Treasurer, Jim Chalmers, handed-down his fifth budget on the evening of 12th May 2026. It was a measured and considered Budget, in response to the growing wealth and generational divide in Australia, driven by historic tax settings that favoured investors over workers.
The key focus of the Budget, housing affordability, was described by the OECD, in their 2026 economic assessment of Australia, as a “critical challenge”. In the same report the OECD advised that urgent structural reforms were required to boost supply of housing and address the tax settings that favoured investors over homeowners. Australia, like most of the developed world, faces a seismic shift in the population age-demographic, such that the divide, driven by these historic tax incentives, needed to be addressed.
The 2026 Federal Budget sought to do just that, but in a thoughtful way, acknowledging the need to give existing investors time to adjust their strategy to the new tax framework, while at the same time giving hope to those who feel excluded from the ability to purchase their own home.
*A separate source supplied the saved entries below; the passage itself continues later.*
use std::fs;
use std::io;
use std::path::{Path, PathBuf};

use tracing::{info, warn};

use crate::core::naming::CorrectionNames;
use crate::core::params::PipelineParams;
use crate::core::processing::import::TileRecord;
use crate::core::report::SkippedTile;
use crate::core::workspace::Workspace;
use crate::engine::{Operation, RasterEngine};
use crate::error::{Error, Result};
use crate::types::{FailurePolicy, Stage};

/// A tile after masking, haze removal and atmospheric correction
#[derive(Debug, Clone, PartialEq, Eq)]
pub struct CorrectedTile {
    pub record: TileRecord,
    pub haze_removed: PathBuf,
    /// Final location inside `corrected/`
    pub corrected: PathBuf,
}

#[derive(Debug, Clone, Default)]
pub struct CorrectionOutcome {
    pub corrected: Vec<CorrectedTile>,
    pub skipped: Vec<SkippedTile>,
}

/// The three correction calls for one imported tile, in execution order.
/// Masks are written back into the imported file and reused by both later steps.
pub fn correction_operations(imported: &Path, params: &PipelineParams) -> (CorrectionNames, [Operation; 3]) {
    let names = CorrectionNames::for_tile(imported, params.working_format);
    let masking = Operation::Masking {
        sensor: params.sensor.clone(),
        input: imported.to_path_buf(),
        haze_coverage: params.masking.haze_coverage.clone(),
        cloud_thresholds: params.masking.cloud_thresholds.clone(),
        output: imported.to_path_buf(),
    };
    let haze = Operation::HazeRemoval {
        sensor: params.sensor.clone(),
        input: imported.to_path_buf(),
        mask_file: imported.to_path_buf(),
        mask_segments: params.haze.mask_segments.clone(),
        haze_coverage: params.haze.haze_coverage.clone(),
        output: names.haze_removed.clone(),
    };
    let atcor = Operation::AtmosphericCorrection {
        sensor: params.sensor.clone(),
        input: names.haze_removed.clone(),
        mask_file: imported.to_path_buf(),
        atmosphere: params.atcor.atmosphere,
        condition: params.atcor.condition,
        output_units: params.atcor.output_units.clone(),
        output: names.corrected.clone(),
    };
    (names, [masking, haze, atcor])
}

// rename fails across filesystems; only then fall back to copy + remove
fn relocate(from: &Path, to: &Path) -> io::Result<()> {
    match fs::rename(from, to) {
        Ok(()) => Ok(()),
        Err(e) if e.kind() == io::ErrorKind::CrossesDevices => {
            fs::copy(from, to)?;
            fs::remove_file(from)
        }
        Err(e) => Err(e),
    }
}

fn remove_if_present(path: &Path) {
    match fs::remove_file(path) {
        Ok(()) => {}
        Err(e) if e.kind() == io::ErrorKind::NotFound => {}
        Err(e) => warn!("Could not remove partial output {:?}: {}", path, e),
    }
}

/// Run the correction chain for one tile and move the result into `corrected/`
pub fn correct_tile<E: RasterEngine + ?Sized>(
    engine: &mut E,
    workspace: &Workspace,
    record: &TileRecord,
    params: &PipelineParams,
) -> Result<CorrectedTile> {
    let (names, [masking, haze, atcor]) = correction_operations(&record.imported, params);

    info!("Processing masks for {:?}", record.imported);
    engine.execute(&masking)?;
    info!("Masks for {:?} completed", record.imported);

    info!("Processing haze removal (this may take a while)");
    engine.execute(&haze)?;
    info!("Haze removed from {:?}", record.imported);

    info!("Processing atmospheric correction");
    engine.execute(&atcor)?;
    info!("Atmospheric correction of {:?} completed", record.imported);

    let destination = names.relocated(&workspace.corrected);
    relocate(&names.corrected, &destination)?;
    info!("Corrected file moved to {:?}", destination);

    Ok(CorrectedTile {
        record: record.clone(),
        haze_removed: names.haze_removed,
        corrected: destination,
    })
}

/// Correct every imported tile in order, applying the configured failure policy
pub fn correct_all<E: RasterEngine + ?Sized>(
    engine: &mut E,
    workspace: &Workspace,
    records: &[TileRecord],
    params: &PipelineParams,
) -> Result<CorrectionOutcome> {
    let mut outcome = CorrectionOutcome::default();
    for record in records {
        match correct_tile(engine, workspace, record, params) {
            Ok(tile) => outcome.corrected.push(tile),
            Err(e) => match params.failure_policy {
                FailurePolicy::Abort => return Err(e),
                FailurePolicy::SkipTile => {
                    warn!("Skipping tile {} ({}): {}", record.index, record.source.name, e);
                    let names = CorrectionNames::for_tile(&record.imported, params.working_format);
                    remove_if_present(&names.haze_removed);
                    remove_if_present(&names.corrected);
                    remove_if_present(&names.relocated(&workspace.corrected));
                    outcome.skipped.push(SkippedTile {
                        tile: record.source.name.clone(),
                        stage: Stage::Correction,
                        reason: e.to_string(),
                    });
                }
            },
        }
    }
    if outcome.corrected.is_empty() && !records.is_empty() {
        return Err(Error::NoCorrectedTiles {
            failed: outcome.skipped.len(),
        });
    }
    Ok(outcome)
}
The key points from the budget, impacting our client-base, are detailed below:
Workers
- From 1 July 2026 the current 16% Income Tax rate (on taxable income from $18,201 to $45,000) will drop to 15%, and then to 14% from 1 July 2027:
- This represents a tax cut of $268 for 2026-27 and
- Up to $536 for 2027-28 onwards
- A new instant tax deduction of $1,000 (without the need for supporting receipts) will be available for workers from 1 July 2026
- A new permanent tax offset – the Working Australians Tax Offset (WATO) will, from 1 July 2027, provide an additional tax cut of up to $250
- From 1 July 2025 the Medicare Levy Low-Income thresholds for singles, families and seniors and pensioners will be increased by 2.9%
Investors
CGT Discount
From 1 July 2027 the 50% CGT discount will be replaced by cost-base indexation and a minimum 30% tax rate on Capital Gains:
- For existing assets – the 50% discount will still apply up to 1 July 27, the indexation and minimum tax rate will apply to the post 1 July 27 growth – the split will be via formal valuation of the asset at 1 July 2027 or application of a specified apportionment formula
- Investors buying new builds will still be able to choose the 50% discount
- Income-support recipients and pensioners will be exempted from the minimum CGT rate
Pre-CGT Assets
From 1 July 2027 assets acquired prior to the introduction of CGT to Australia (20 Sept 1985) will be brought within the scope of CGT but only on the growth since 1 July 2027
Negative-Gearing
- Investment properties owned before budget night (including those where contracts exchanged before 7.30pm on 12 May 26) will continue to be able to use current negative-gearing rules until their sale
- New build investment properties acquired after budget night will still be able to offset rental losses against other income
- Investors who buy existing properties after budget night will only be able to deduct rental losses against other rental profits or residential property gains, and unused losses may be carried-forward to offset against property income in later tax years, they will not be deductible against non-property income
Small Business CGT Concessions
The current Small Business CGT Concessions remain unchanged.
Foreign Investor Ban
The current ban on foreign investors buying existing residential properties is extended to 30 June 2029
Discretionary Trusts
From 1 July 2028 discretionary trusts will face a 30% minimum tax:
- The tax will be levied on the trustees, with beneficiaries including distributed income in their income tax returns with a non-refundable tax credit for the tax paid by the trustees
- The change will not apply to fixed trusts or widely-held trusts (including fixed testamentary trusts), complying superannuation funds, special disability trusts, deceased estates or charitable trusts
- Expanded rollover relief provisions will be available from 1 July 2027 for 3 years to support small businesses and investors that wish to restructure out of discretionary trusts int other structures eg companies or fixed trusts
Small Businesses
- From 1 July 2026, the $20,000 instant asset write-off for businesses with turnover up to $10m has been made permanent
- From 1 July 2026, companies with aggregated annual global turnover of less than $1billion will be able to carry tax losses back to offset tax paid in the previous two tax years
Employers: Electric Car FBT Discount
- All electric cars valued up to and including $75,000, provided before 1 April 2029 will retain the current 100% FBT discount
- Electric cars valued at above $75,000 and up to $91,387 (the fuel-efficient luxury car threshold) provided between 1 April 2027 and 1 April 2029 will be eligible for a 25% discount
- From 1 April 2029 all Electric Cars (valued up to and including the fuel-efficient luxury car threshold) will attract a 25% FBT discount
Summary
The key message is that, despite the pre-budget media rhetoric, taxpayers who wish to take action, as a result of these changes, have time to do so in a calm and carefully-planned way; there is no need for knee-jerk reactions!